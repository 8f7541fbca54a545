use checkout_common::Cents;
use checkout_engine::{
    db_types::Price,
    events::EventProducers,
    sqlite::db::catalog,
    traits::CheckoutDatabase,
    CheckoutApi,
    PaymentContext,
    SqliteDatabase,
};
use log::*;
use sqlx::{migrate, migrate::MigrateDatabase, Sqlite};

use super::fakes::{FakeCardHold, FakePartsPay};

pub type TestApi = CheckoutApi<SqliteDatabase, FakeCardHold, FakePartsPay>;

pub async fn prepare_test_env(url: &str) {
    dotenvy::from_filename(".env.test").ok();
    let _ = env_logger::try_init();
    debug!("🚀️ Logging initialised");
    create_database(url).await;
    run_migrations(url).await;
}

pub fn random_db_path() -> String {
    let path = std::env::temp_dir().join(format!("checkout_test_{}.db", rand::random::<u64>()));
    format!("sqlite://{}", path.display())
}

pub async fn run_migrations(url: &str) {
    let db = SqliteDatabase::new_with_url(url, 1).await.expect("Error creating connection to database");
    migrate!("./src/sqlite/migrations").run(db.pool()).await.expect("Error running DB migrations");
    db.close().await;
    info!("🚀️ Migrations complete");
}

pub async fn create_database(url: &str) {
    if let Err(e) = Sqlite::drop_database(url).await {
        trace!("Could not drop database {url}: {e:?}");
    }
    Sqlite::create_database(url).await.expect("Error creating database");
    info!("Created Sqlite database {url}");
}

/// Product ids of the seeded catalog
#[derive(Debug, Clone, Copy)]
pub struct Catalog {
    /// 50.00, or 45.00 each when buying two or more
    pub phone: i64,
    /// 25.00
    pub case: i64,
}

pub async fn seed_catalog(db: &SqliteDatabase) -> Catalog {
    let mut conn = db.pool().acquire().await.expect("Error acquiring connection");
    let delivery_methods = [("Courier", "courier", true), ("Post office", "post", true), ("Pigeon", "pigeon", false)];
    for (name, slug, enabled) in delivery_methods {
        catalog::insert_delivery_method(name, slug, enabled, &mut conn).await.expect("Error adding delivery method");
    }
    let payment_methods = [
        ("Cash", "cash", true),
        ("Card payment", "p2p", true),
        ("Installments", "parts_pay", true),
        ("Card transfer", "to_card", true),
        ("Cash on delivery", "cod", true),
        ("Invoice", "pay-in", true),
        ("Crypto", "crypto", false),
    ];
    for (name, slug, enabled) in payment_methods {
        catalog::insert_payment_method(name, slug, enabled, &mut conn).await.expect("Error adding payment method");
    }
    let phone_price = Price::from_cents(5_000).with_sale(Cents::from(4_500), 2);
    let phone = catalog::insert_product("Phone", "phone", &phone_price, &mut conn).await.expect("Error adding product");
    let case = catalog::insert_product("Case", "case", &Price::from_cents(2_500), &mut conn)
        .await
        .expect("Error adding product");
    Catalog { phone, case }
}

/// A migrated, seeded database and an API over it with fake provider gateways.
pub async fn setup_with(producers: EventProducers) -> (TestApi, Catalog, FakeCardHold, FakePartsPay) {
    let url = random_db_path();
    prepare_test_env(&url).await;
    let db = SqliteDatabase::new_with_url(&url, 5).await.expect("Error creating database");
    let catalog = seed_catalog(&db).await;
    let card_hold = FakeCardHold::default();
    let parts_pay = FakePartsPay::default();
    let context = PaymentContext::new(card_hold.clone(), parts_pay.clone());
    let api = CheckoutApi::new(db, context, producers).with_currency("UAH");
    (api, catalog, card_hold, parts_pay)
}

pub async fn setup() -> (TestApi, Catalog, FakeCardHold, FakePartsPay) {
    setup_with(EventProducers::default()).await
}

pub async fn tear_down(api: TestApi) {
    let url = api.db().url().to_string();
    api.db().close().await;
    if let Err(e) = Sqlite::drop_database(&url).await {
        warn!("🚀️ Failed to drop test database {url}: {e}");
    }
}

### [Exercise aim]
Retype exactly, please, only the lines of the entries that run from the one containing "pub async fn tear_down(api: TestApi)" to the last.

### [Solution for this exercise]
pub async fn tear_down(api: TestApi) {
    let url = api.db().url().to_string();
    api.db().close().await;
    if let Err(e) = Sqlite::drop_database(&url).await {
        warn!("🚀️ Failed to drop test database {url}: {e}");
    }
}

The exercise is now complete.